## MATERIAL TO PROCESS:

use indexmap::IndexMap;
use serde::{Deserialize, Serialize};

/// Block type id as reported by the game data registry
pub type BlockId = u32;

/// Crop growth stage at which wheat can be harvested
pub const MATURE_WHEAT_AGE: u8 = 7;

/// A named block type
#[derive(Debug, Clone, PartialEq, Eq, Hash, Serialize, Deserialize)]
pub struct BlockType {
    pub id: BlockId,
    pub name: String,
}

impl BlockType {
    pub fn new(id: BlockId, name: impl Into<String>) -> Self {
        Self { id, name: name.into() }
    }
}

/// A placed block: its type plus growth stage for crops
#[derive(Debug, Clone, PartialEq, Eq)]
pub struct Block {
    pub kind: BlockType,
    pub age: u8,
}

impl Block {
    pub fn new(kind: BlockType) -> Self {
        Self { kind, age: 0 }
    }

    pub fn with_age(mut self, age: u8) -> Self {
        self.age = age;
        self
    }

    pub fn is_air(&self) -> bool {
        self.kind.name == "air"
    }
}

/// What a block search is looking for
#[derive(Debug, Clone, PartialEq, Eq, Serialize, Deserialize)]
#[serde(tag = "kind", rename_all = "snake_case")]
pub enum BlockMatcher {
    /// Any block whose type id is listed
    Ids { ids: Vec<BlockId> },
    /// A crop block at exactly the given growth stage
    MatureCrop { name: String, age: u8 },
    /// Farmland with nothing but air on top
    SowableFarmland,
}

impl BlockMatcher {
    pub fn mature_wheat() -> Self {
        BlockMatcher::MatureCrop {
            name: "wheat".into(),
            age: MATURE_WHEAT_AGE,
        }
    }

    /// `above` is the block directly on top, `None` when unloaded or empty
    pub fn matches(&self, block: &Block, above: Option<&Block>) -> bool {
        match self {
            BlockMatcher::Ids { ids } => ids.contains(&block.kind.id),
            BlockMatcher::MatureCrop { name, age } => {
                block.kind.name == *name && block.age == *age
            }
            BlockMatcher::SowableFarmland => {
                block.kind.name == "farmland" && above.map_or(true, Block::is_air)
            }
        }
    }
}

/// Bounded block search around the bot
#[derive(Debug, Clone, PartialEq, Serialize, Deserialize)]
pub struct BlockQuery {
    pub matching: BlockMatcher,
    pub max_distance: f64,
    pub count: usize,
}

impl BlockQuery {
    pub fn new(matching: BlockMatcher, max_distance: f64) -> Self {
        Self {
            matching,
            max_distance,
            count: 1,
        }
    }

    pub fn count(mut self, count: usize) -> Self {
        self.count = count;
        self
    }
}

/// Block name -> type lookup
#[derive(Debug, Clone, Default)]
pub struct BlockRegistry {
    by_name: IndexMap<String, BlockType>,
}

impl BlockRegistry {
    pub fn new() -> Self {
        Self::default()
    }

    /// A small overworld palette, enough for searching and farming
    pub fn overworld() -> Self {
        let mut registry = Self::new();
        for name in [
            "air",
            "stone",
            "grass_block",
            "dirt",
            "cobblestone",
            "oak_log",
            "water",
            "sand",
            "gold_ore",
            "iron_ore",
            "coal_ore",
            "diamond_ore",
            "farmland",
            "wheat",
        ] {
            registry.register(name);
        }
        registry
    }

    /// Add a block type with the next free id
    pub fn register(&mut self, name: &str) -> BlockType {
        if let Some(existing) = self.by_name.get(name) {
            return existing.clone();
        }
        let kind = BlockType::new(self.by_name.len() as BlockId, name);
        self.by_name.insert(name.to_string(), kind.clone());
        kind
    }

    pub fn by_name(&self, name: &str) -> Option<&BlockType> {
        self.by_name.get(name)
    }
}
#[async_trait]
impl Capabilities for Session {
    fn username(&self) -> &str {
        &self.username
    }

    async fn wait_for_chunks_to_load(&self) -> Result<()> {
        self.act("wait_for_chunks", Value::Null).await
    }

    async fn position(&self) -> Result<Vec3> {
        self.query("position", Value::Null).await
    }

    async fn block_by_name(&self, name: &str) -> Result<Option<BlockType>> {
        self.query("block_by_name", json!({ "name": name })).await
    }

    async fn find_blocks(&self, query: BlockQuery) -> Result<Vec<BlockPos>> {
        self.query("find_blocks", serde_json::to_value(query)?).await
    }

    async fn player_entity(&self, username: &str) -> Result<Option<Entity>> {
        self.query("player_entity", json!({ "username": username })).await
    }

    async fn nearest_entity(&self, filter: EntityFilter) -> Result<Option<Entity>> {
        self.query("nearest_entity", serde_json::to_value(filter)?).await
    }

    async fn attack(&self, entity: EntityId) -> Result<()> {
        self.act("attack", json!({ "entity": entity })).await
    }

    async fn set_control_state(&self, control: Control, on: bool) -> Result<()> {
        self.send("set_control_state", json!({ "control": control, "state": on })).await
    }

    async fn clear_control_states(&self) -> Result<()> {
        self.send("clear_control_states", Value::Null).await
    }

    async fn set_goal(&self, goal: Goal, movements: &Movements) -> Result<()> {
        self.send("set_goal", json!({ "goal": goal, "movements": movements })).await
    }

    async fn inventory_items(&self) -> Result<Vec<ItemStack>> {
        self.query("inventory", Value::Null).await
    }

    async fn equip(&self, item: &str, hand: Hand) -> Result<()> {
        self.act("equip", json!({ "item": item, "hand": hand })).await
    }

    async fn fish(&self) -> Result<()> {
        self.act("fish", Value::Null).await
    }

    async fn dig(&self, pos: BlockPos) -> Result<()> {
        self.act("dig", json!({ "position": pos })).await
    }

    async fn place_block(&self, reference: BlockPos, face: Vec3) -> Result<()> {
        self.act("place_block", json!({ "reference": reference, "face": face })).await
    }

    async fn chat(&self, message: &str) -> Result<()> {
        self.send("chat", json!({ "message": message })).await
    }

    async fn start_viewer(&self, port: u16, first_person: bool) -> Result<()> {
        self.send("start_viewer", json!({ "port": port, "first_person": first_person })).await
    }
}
---
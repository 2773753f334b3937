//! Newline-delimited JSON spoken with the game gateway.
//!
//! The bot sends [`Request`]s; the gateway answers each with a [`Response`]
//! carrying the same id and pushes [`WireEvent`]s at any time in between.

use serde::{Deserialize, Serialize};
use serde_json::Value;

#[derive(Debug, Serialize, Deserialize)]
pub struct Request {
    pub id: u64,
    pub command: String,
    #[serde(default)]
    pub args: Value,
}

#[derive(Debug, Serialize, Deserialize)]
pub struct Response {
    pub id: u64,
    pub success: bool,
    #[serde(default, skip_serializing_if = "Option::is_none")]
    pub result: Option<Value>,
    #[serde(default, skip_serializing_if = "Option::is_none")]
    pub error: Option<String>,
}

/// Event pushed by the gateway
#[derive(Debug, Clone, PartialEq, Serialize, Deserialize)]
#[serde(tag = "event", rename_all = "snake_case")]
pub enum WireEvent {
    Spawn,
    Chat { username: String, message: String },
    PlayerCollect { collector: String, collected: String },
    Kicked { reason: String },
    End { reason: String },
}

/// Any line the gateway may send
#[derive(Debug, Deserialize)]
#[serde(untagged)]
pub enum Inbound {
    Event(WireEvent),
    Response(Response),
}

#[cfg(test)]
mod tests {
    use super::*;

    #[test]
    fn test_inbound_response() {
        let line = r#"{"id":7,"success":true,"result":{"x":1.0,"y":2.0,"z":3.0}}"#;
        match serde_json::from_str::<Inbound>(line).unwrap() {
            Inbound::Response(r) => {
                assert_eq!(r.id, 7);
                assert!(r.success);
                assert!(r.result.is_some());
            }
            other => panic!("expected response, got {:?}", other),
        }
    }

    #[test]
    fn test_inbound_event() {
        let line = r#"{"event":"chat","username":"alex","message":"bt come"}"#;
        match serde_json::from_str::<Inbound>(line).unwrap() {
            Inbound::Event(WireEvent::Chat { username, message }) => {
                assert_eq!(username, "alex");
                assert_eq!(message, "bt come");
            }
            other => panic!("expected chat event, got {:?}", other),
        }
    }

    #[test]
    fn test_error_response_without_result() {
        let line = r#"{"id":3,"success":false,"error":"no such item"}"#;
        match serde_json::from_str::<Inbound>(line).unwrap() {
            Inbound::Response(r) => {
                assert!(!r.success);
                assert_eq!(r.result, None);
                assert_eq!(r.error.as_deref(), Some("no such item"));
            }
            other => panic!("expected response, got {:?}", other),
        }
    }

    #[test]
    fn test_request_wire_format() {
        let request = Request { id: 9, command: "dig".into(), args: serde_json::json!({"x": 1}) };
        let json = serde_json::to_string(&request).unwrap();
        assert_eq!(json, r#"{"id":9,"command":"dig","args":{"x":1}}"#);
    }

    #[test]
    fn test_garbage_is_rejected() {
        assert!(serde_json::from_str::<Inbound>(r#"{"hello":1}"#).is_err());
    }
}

## EXERCISE:
The string "fish" shows up in some lines of the listing. Copy each such line.

## WRITTEN REPLY:
    async fn fish(&self) -> Result<()> {
        self.act("fish", Value::Null).await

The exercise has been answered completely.